In mocking the conventions of magic and comedy he made fun of the performer that we might like to think exists in us all. James Thurber had a special insight into the formula. It is unlikely that the great American humorist ever saw Tommy Cooper. Even if his failing eyesight allowed him the privilege on a visit to London in the Fifties, he showed amazing prescience in the Thirties when he entitled a New Yorker article ‘The Funniest Man You Ever Saw’. To read it today is to play an instant game in which Cooper has to be cast into the main part, not merely because he possibly was the funniest man you ever saw, but because here was a type, that of the compulsive gagster, that Thurber and Cooper clearly intuitively understood. ‘He’s funnier’n hell,’ explains one character. ‘He’d go out into the kitchen and come in with a biscuit and he’d say: “Look, I’ve either lost a biscuit box or found a cracker,”’ says another.
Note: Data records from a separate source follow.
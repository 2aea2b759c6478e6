//! File timestamps and date formatting.

use std::path::Path;
use std::time::SystemTime;

use chrono::{DateTime, Local};

use crate::config::TimestampSource;
use crate::error::{Error, Result};

/// Date format used in renamed files.
pub const DATE_FORMAT: &str = "%Y-%m-%d";

/// Read the selected timestamp of a file.
///
/// `Created` fails with `CreationTimeUnavailable` where the platform or the
/// filesystem does not record a birth time.
pub fn read_timestamp(path: &Path, source: TimestampSource) -> Result<SystemTime> {
    let metadata =
        std::fs::metadata(path).map_err(|e| Error::file_io("Failed to read metadata of", path, e))?;

    match source {
        TimestampSource::Created => {
            metadata
                .created()
                .map_err(|e| Error::CreationTimeUnavailable {
                    path: path.to_path_buf(),
                    source: e,
                })
        }
        TimestampSource::Modified => metadata
            .modified()
            .map_err(|e| Error::file_io("Failed to read modification time of", path, e)),
    }
}

/// Format a timestamp as a local calendar date, `YYYY-MM-DD`.
pub fn format_date(time: SystemTime) -> String {
    DateTime::<Local>::from(time).format(DATE_FORMAT).to_string()
}

#[cfg(test)]
mod tests {
    use super::*;
    use chrono::{NaiveDate, TimeZone};

    #[test]
    fn test_format_date_uses_local_calendar_day() {
        let local = Local
            .from_local_datetime(
                &NaiveDate::from_ymd_opt(2023, 7, 4)
                    .unwrap()
                    .and_hms_opt(12, 30, 0)
                    .unwrap(),
            )
            .unwrap();
        assert_eq!(format_date(SystemTime::from(local)), "2023-07-04");
    }

    #[test]
    fn test_format_date_zero_pads() {
        let local = Local
            .from_local_datetime(
                &NaiveDate::from_ymd_opt(2009, 1, 2)
                    .unwrap()
                    .and_hms_opt(12, 0, 0)
                    .unwrap(),
            )
            .unwrap();
        assert_eq!(format_date(SystemTime::from(local)), "2009-01-02");
    }

    #[test]
    fn test_read_modified_timestamp() {
        let dir = tempfile::tempdir().unwrap();
        let path = dir.path().join("a.jpeg");
        std::fs::write(&path, b"x").unwrap();

        let expected = std::fs::metadata(&path).unwrap().modified().unwrap();
        assert_eq!(
            read_timestamp(&path, TimestampSource::Modified).unwrap(),
            expected
        );
    }

    #[test]
    fn test_read_created_timestamp_matches_platform() {
        let dir = tempfile::tempdir().unwrap();
        let path = dir.path().join("a.jpeg");
        std::fs::write(&path, b"x").unwrap();

        match std::fs::metadata(&path).unwrap().created() {
            Ok(created) => assert_eq!(
                read_timestamp(&path, TimestampSource::Created).unwrap(),
                created
            ),
            Err(_) => assert!(matches!(
                read_timestamp(&path, TimestampSource::Created),
                Err(Error::CreationTimeUnavailable { .. })
            )),
        }
    }

    #[test]
    fn test_read_timestamp_missing_file() {
        let dir = tempfile::tempdir().unwrap();
        let err = read_timestamp(&dir.path().join("gone.jpeg"), TimestampSource::Modified)
            .unwrap_err();
        assert!(matches!(err, Error::FileIo { .. }));
    }
}
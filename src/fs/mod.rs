//! Filesystem module.
//!
//! Provides:
//! - Directory listing with extension filtering
//! - Directory creation and file moves
//! - Filename generation and validation

pub mod naming;
pub mod paths;
pub mod scan;

pub use naming::{dated_file_name, validate_path_component, webp_file_name, WEBP_EXTENSION};
pub use paths::{ensure_dir, move_file, rename_no_clobber};
pub use scan::{list_matching, ExtensionFilter, SourceFile};
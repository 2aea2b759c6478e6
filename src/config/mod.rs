//! Configuration module for photo-batch.
//!
//! This module handles:
//! - Loading configuration from TOML files
//! - Batch policies shared by both jobs
//! - Configuration validation

pub mod loader;
pub mod policy;
pub mod validation;

pub use loader::{Config, ConvertConfig, OptionsConfig, RenameConfig, CONFIG_FILE_NAME};
pub use policy::{FailurePolicy, TimestampSource};
pub use validation::{validate_config, validate_convert, validate_rename};
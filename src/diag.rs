/// Severity of a diagnostic message.
#[derive(Debug, Clone, Copy, PartialEq, Eq)]
pub enum Level {
    /// a mistake in what the user typed: syntax, missing file, unknown command
    User,
    /// an OS call failed: fork, open, pipe
    System,
    /// an internal anomaly
    Debug,
}

/// Where human-readable messages go.
pub trait Sink {
    fn report(&mut self, level: Level, msg: &str);
}
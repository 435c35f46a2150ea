#[macro_export]
macro_rules! println_stderr {
    ($fmt:expr) => ({
        use std::io::Write as _;
        match writeln!(&mut ::std::io::stderr(), $fmt) {
            Ok(_) => {}
            Err(e) => println!("write to stderr failed: {:?}", e)
        }
    });
    ($fmt:expr, $($arg:tt)*) => ({
        use std::io::Write as _;
        match writeln!(&mut ::std::io::stderr(), $fmt, $($arg)*) {
            Ok(_) => {}
            Err(e) => println!("write to stderr failed: {:?}", e)
        }
    });
}

/// C `atoi`: optional leading whitespace and sign, then as many digits as
/// there are. Anything unparsable yields 0.
pub fn atoi(text: &str) -> i32 {
    let text = text.trim_start();
    let (negative, digits) = match text.as_bytes().first() {
        Some(b'-') => (true, &text[1..]),
        Some(b'+') => (false, &text[1..]),
        _ => (false, text),
    };

    let mut value: i32 = 0;
    for b in digits.bytes() {
        if !b.is_ascii_digit() {
            break;
        }
        value = value.wrapping_mul(10).wrapping_add((b - b'0') as i32);
    }
    if negative {
        value.wrapping_neg()
    } else {
        value
    }
}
As for card tricks, there was no stopping him:

‘And then he draws out the wrong card, or maybe he looks at your card first and then goes through the whole deck till he finds it and shows it to you or –’

‘Sometimes he just lays the pack down and acts as if he’d never started any trick,’ said Griswold.
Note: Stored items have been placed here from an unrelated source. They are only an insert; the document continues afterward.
use crate::types::{
    Command, CommandList, ErrorKind, ErrorSet, Pipeline, RedirKind, Redirection, SimpleCommand,
    Token, TokenKind, TokenList, MAX_ARGS, MAX_CMD_LIST_LEN, MAX_PIPELINE_LEN,
};

/// Parse `WORD WORD* redirect* &?` from a pipe-free slice of tokens.
///
/// Problems are recorded in `errors` rather than aborting; a nameless
/// result (e.g. `> out`) is an empty command.
pub fn parse_simple_command(tokens: &[Token]) -> SimpleCommand {
    let mut simple = SimpleCommand::default();
    let tail = tokens.len();
    let mut p = 0;

    while p < tail && tokens[p].is_word() {
        if simple.argc() == MAX_ARGS {
            simple.errors.insert(ErrorKind::TooManyArguments);
            return simple;
        }
        simple.argv.push(tokens[p].value.clone());
        p += 1;
    }

    while p < tail {
        let (fd, kind) = match tokens[p].kind {
            TokenKind::RedirIn => (0, RedirKind::In),
            TokenKind::RedirOut => (1, RedirKind::Out),
            TokenKind::RedirOutAppend => (1, RedirKind::Append),
            TokenKind::Background => {
                simple.background = true;
                p += 1;
                continue;
            }
            TokenKind::Word => {
                simple.errors.insert(ErrorKind::ArgumentAfterRedirect);
                simple.errors.insert(ErrorKind::Syntax);
                return simple;
            }
            other => {
                log!("parse: unexpected token {:?}", other);
                simple.errors.insert(ErrorKind::Syntax);
                p += 1;
                continue;
            }
        };

        match tokens.get(p + 1) {
            Some(dest) if dest.is_word() => {
                // a later redirection of the same fd replaces the earlier one
                simple.redirects[fd] = Redirection::to_path(fd as i32, kind, &dest.value);
            }
            _ => {
                simple.errors.insert(ErrorKind::MissingRedirectionDestination);
                return simple;
            }
        }
        p += 2;
    }
    simple
}

/// Parse `simple ("|" simple)*`.
pub fn parse_pipeline(tokens: &[Token]) -> Command {
    let mut used = 0;
    parse_pipeline_counted(tokens, &mut used)
}

/// `used` is the number of simple commands already parsed on this line.
fn parse_pipeline_counted(tokens: &[Token], used: &mut usize) -> Command {
    // nothing between two `;` costs nothing
    if tokens.is_empty() {
        return Command::Empty(ErrorSet::default());
    }
    let segments: Vec<&[Token]> = tokens.split(|t| t.kind == TokenKind::Pipe).collect();

    if *used + segments.len() > MAX_CMD_LIST_LEN {
        let mut errors = ErrorSet::of(ErrorKind::TooManyCommands);
        if segments.len() > MAX_PIPELINE_LEN {
            errors.insert(ErrorKind::PipelineTooLong);
        }
        return Command::Invalid(errors);
    }
    *used += segments.len();

    if segments.len() == 1 {
        let simple = parse_simple_command(segments[0]);
        if simple.errors.has_capacity_error() {
            return Command::Invalid(simple.errors);
        }
        if simple.is_empty() {
            return Command::Empty(simple.errors);
        }
        return Command::Simple(simple);
    }

    let mut pipeline = Pipeline::default();
    if segments.len() > MAX_PIPELINE_LEN {
        pipeline.errors.insert(ErrorKind::PipelineTooLong);
    }
    for segment in segments {
        let simple = parse_simple_command(segment);
        pipeline.errors.merge(&simple.errors);
        pipeline.commands.push(simple);
    }

    if pipeline.errors.has_capacity_error() {
        Command::Invalid(pipeline.errors)
    } else {
        Command::Pipeline(pipeline)
    }
}

/// Parse a whole line: pipelines separated by `;`.
pub fn parse_command(tokens: &TokenList) -> Command {
    if tokens.truncated {
        return Command::Invalid(ErrorSet::of(ErrorKind::TooManyTokens));
    }

    let mut used = 0;
    let mut list = CommandList::default();
    for part in tokens.tokens.split(|t| t.kind == TokenKind::List) {
        let cmd = parse_pipeline_counted(part, &mut used);
        if cmd.errors().has_capacity_error() {
            return Command::Invalid(cmd.errors().clone());
        }
        list.errors.merge(cmd.errors());
        if !cmd.is_empty() {
            list.commands.push(cmd);
        }
    }

    match list.commands.len() {
        0 => Command::Empty(list.errors),
        1 if list.errors == *list.commands[0].errors() => list.commands.remove(0),
        _ => Command::List(list),
    }
}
‘Does he do imitations?’ I asked.

‘Does he do imitations?’ bellowed Potter. ‘Wait’ll I tell you –’

As the title character passes off the use of a pencil eraser as some magnificent vanishing trick, claims the invention of the hole in the peppermint wondering whether it will prove a commercial proposition, or emerges from the bathroom with a tap in his hand, ‘I’ve either lost a bathtub or found a faucet!’, one can imagine Cooper bringing the whole piece to life. But the telling line is yet to come:

‘Laugh? I thought I’d pass away. Of course, you really ought to see him do it; the way he does it is a big part of it – solemn and all; he’s always solemn, always acts solemn about it.’

For all the outward mayhem, Tommy never performed without solemnity. Seriousness and sincerity never failed to hallmark anything he did in the cause of laughter. And as for imitations? Well, wait till I tell you! There was the one of the swallow (‘Gulp!’), the one of his milkman that no one seemed to get, not to mention Robert Mitchum’s father and Frank Sinatra, where he donned a trilby for effect. After the laugh, he’d drop the hat and the ground shook. It happened to be made of cast iron. Even Louis Armstrong was conjured up with a scrunched up handkerchief and a single toot on a child’s plastic trumpet. ‘Right!’ he would sheepishly admit to himself as he faced up to the fact that it was not quite what the audience expected.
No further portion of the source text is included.